Humaniora

Tradisi Penting dalam Imlek Makan Malam ‘Duan Yuan Fan’ Simbol Kebersamaan Keluarga

Makna Duan Yuan Fan adalah ⁠simbol kebersamaan, persatuan dan keharmonisan keluarga. Selain itu, menghormati tradisi dan leluhur, serta  simbol harapan keberuntungan. 
 

By Rosmery C Sihombing  | Sokoguru.Id
29 Januari 2025
Menu yang biasa disiapkan untuk Duan Yuan Fan , makan malam bersama keluarga sebagai simbol kebersamaan, harapan keberuntungan. (Dok. chinahighlights)

TAHUN baru Imlek (Chinese New Year) pada dasarnya bukanlah hari raya keagamaan, tetapi lebih pada budaya sebagai ucapan syukur.

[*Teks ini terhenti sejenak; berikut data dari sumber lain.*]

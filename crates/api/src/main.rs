use std::net::SocketAddr;
use std::sync::Arc;

use tracing_subscriber::{layer::SubscriberExt, util::SubscriberInitExt};

use carousel_api::app::build_app_router;
use carousel_api::config::ServerConfig;
use carousel_api::state::AppState;

#[tokio::main]
async fn main() {
    dotenvy::dotenv().ok();

    // --- Tracing ---
    tracing_subscriber::registry()
        .with(
            tracing_subscriber::EnvFilter::try_from_default_env()
                .unwrap_or_else(|_| "carousel_api=debug,tower_http=debug".into()),
        )
        .with(tracing_subscriber::fmt::layer())
        .init();

    // --- Configuration ---
    let config = ServerConfig::from_env();
    tracing::info!(host = %config.host, port = %config.port, "Loaded server configuration");

    // --- Database ---
    let database_url = std::env::var("DATABASE_URL").expect("DATABASE_URL must be set");

    let pool = carousel_db::create_pool(&database_url)
        .await
        .expect("Failed to connect to database");
    carousel_db::health_check(&pool)
        .await
        .expect("Database health check failed");
    carousel_db::run_migrations(&pool)
        .await
        .expect("Failed to run database migrations");
    tracing::info!("Database ready, migrations applied");

    let addr = SocketAddr::new(
        config.host.parse().expect("Invalid HOST address"),
        config.port,
    );

    let state = AppState {
        pool,
        config: Arc::new(config),
    };
    let app = build_app_router(state);

    // --- Serve ---
    tracing::info!(%addr, "Starting server");
    let listener = tokio::net::TcpListener::bind(addr)
        .await
        .expect("Failed to bind to address");

    axum::serve(listener, app)
        .with_graceful_shutdown(shutdown_signal())
        .await
        .expect("Server error");

    tracing::info!("Graceful shutdown complete");
}

/// Resolve on SIGINT, or SIGTERM on Unix.
async fn shutdown_signal() {
    let ctrl_c = async {
        tokio::signal::ctrl_c()
            .await
            .expect("Failed to install Ctrl-C handler");
    };

    #[cfg(unix)]
    let terminate = async {
        tokio::signal::unix::signal(tokio::signal::unix::SignalKind::terminate())
            .expect("Failed to install SIGTERM handler")
            .recv()
            .await;
    };

    #[cfg(not(unix))]
    let terminate = std::future::pending::<()>();

    tokio::select! {
        () = ctrl_c => {
            tracing::info!("Received SIGINT (Ctrl-C), starting graceful shutdown");
        }
        () = terminate => {
            tracing::info!("Received SIGTERM, starting graceful shutdown");
        }
    }
}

Boleh dibilang semua orang keturunan Tionghoa boleh merayakan Imlek apapun agamanya.

 

Umumnya keluarga inti berkumpul, makan bersama, berdoa sesuai kepercayaan masing-masing. Bahkan di gereja Katolik setiap kali hari raya Imlek diadakan misa Imlek. 

 

Hal itulah yang dilakukan Fendi, 40, asal Singkawang, Kalimantan Barat yang saat ini tinggal di kawasan Tangerang, Banten. Ia mengaku selalu berkumpul dan makan bersama keluarga inti setiap kali Imlek, meski keluarganya sudah memeluk Kristen. 

 

Baca juga: Di Kelenteng Hok Lay Kiong Bekasi Umat Bersembahyang Mohon Rezeki

 

Duan Yuan Fan  atau disebut juga reunion dinner, adalah salah satu tradisi paling penting dalam perayaan Tahun Baru Imlek. Makan malam ini biasanya diadakan pada malam sebelum Imlek (malam Tahun Baru Imlek) dan menjadi momen berkumpulnya seluruh anggota keluarga, baik yang tinggal dekat maupun jauh,” ujar pria yang bekerja di public relation ini kepada Sokoguru, Selasa (28/1).

 

Menurutnya, makna Duan Yuan Fan adalah ⁠simbol kebersamaan, persatuan dan keharmonisan keluarga. Selain itu, menghormati tradisi dan leluhur, serta  simbol harapan keberuntungan.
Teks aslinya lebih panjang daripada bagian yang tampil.